▸ Work to be completed
Using the entries below, output each line exactly from the first through the one that contains "let removed = self.entries.remove(&identity).is_some();".

┌──

// src/proxy/registry.rs
//! Handler registry
//!
//! Process-wide mapping from live proxy identity to interception handler.
//! Entries hold the proxy weakly so the registry never extends a proxy's
//! lifetime: once every other owner drops the instance, the entry is dead
//! and gets collected on the next lookup miss or explicit `sweep`.
//!
//! Removal is best-effort by design — a lookup racing a removal simply
//! misses, and the caller falls back to original behavior. `remove` with an
//! identity that is no longer present is a no-op.

use crate::proxy::handle::{ProxyHandle, ProxyIdentity};
use crate::proxy::handler::InterceptionHandler;
use dashmap::DashMap;
use once_cell::sync::Lazy;
use std::sync::{Arc, Weak};
use tracing::{debug, trace};

static GLOBAL: Lazy<Arc<HandlerRegistry>> = Lazy::new(|| Arc::new(HandlerRegistry::new()));

struct Entry {
    proxy: Weak<crate::proxy::handle::ProxyInstance>,
    handler: Arc<dyn InterceptionHandler>,
}

/// Weak-keyed concurrent map from proxy identity to handler.
pub struct HandlerRegistry {
    entries: DashMap<ProxyIdentity, Entry>,
}

impl HandlerRegistry {
    /// Create an empty registry (isolated; see `global` for the process-wide
    /// instance).
    pub fn new() -> Self {
        Self {
            entries: DashMap::new(),
        }
    }

    /// The process-wide registry, initialized on first use.
    pub fn global() -> Arc<Self> {
        Arc::clone(&GLOBAL)
    }

    /// Associate a proxy with its handler. Replaces any previous entry for
    /// the same identity.
    pub fn register(&self, proxy: &ProxyHandle, handler: Arc<dyn InterceptionHandler>) {
        let identity = proxy.identity();
        debug!(?identity, ty = %proxy.type_name(), "registering handler");
        self.entries.insert(
            identity,
            Entry {
                proxy: Arc::downgrade(proxy.instance()),
                handler,
            },
        );
    }

    /// Remove the entry for an identity. Safe to call when the entry is
    /// already gone.
    pub fn remove(&self, identity: ProxyIdentity) -> bool {
        let removed = self.entries.remove(&identity).is_some();
        trace!(?identity, removed, "remove handler entry");
        removed
    }

    /// Remove the entry for an identity only if it still belongs to the
    /// given allocation. A later instance recycled onto the same address
    /// keeps its entry; the comparison works whether or not the original
    /// proxy is still alive.
    pub(crate) fn unbind(
        &self,
        identity: ProxyIdentity,
        instance: &Weak<crate::proxy::handle::ProxyInstance>,
    ) -> bool {
        let removed = self
            .entries
            .remove_if(&identity, |_, entry| entry.proxy.ptr_eq(instance))
            .is_some();
        trace!(?identity, removed, "unbind handler entry");
        removed
    }

    /// Handler for a live proxy, if one is registered.
    ///
    /// The weak entry is upgraded and pointer-compared against the caller so
    /// a recycled allocation address can never resolve to a stale handler.
    /// Dead entries found on the way are dropped opportunistically.
    pub fn lookup(&self, proxy: &ProxyHandle) -> Option<Arc<dyn InterceptionHandler>> {
        let identity = proxy.identity();
        let found = self.entries.get(&identity).and_then(|entry| {
            entry
                .proxy
                .upgrade()
                .filter(|live| Arc::ptr_eq(live, proxy.instance()))
                .map(|_| Arc::clone(&entry.handler))
        });
        if found.is_none() {
            self.entries
                .remove_if(&identity, |_, entry| entry.proxy.strong_count() == 0);
        }
        found
    }

    /// Whether an entry (live or dead) exists for an identity.
    pub fn contains(&self, identity: ProxyIdentity) -> bool {
        self.entries.contains_key(&identity)
    }

    /// Drop every entry whose proxy is no longer alive.
    pub fn sweep(&self) {
        let before = self.entries.len();
        self.entries
            .retain(|_, entry| entry.proxy.strong_count() > 0);
        let collected = before - self.entries.len();
        if collected > 0 {
            debug!(collected, "swept dead handler entries");
        }
    }

    /// Number of entries currently held (dead ones included until swept).
    pub fn len(&self) -> usize {
        self.entries.len()
    }

    /// Whether the registry holds no entries.
    pub fn is_empty(&self) -> bool {
        self.entries.is_empty()
    }
}

impl Default for HandlerRegistry {
    fn default() -> Self {
        Self::new()
    }
}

└──

▸ Answer to the exercise
// src/proxy/registry.rs
//! Handler registry
//!
//! Process-wide mapping from live proxy identity to interception handler.
//! Entries hold the proxy weakly so the registry never extends a proxy's
//! lifetime: once every other owner drops the instance, the entry is dead
//! and gets collected on the next lookup miss or explicit `sweep`.
//!
//! Removal is best-effort by design — a lookup racing a removal simply
//! misses, and the caller falls back to original behavior. `remove` with an
//! identity that is no longer present is a no-op.

use crate::proxy::handle::{ProxyHandle, ProxyIdentity};
use crate::proxy::handler::InterceptionHandler;
use dashmap::DashMap;
use once_cell::sync::Lazy;
use std::sync::{Arc, Weak};
use tracing::{debug, trace};

static GLOBAL: Lazy<Arc<HandlerRegistry>> = Lazy::new(|| Arc::new(HandlerRegistry::new()));

struct Entry {
    proxy: Weak<crate::proxy::handle::ProxyInstance>,
    handler: Arc<dyn InterceptionHandler>,
}

/// Weak-keyed concurrent map from proxy identity to handler.
pub struct HandlerRegistry {
    entries: DashMap<ProxyIdentity, Entry>,
}

impl HandlerRegistry {
    /// Create an empty registry (isolated; see `global` for the process-wide
    /// instance).
    pub fn new() -> Self {
        Self {
            entries: DashMap::new(),
        }
    }

    /// The process-wide registry, initialized on first use.
    pub fn global() -> Arc<Self> {
        Arc::clone(&GLOBAL)
    }

    /// Associate a proxy with its handler. Replaces any previous entry for
    /// the same identity.
    pub fn register(&self, proxy: &ProxyHandle, handler: Arc<dyn InterceptionHandler>) {
        let identity = proxy.identity();
        debug!(?identity, ty = %proxy.type_name(), "registering handler");
        self.entries.insert(
            identity,
            Entry {
                proxy: Arc::downgrade(proxy.instance()),
                handler,
            },
        );
    }

    /// Remove the entry for an identity. Safe to call when the entry is
    /// already gone.
    pub fn remove(&self, identity: ProxyIdentity) -> bool {
        let removed = self.entries.remove(&identity).is_some();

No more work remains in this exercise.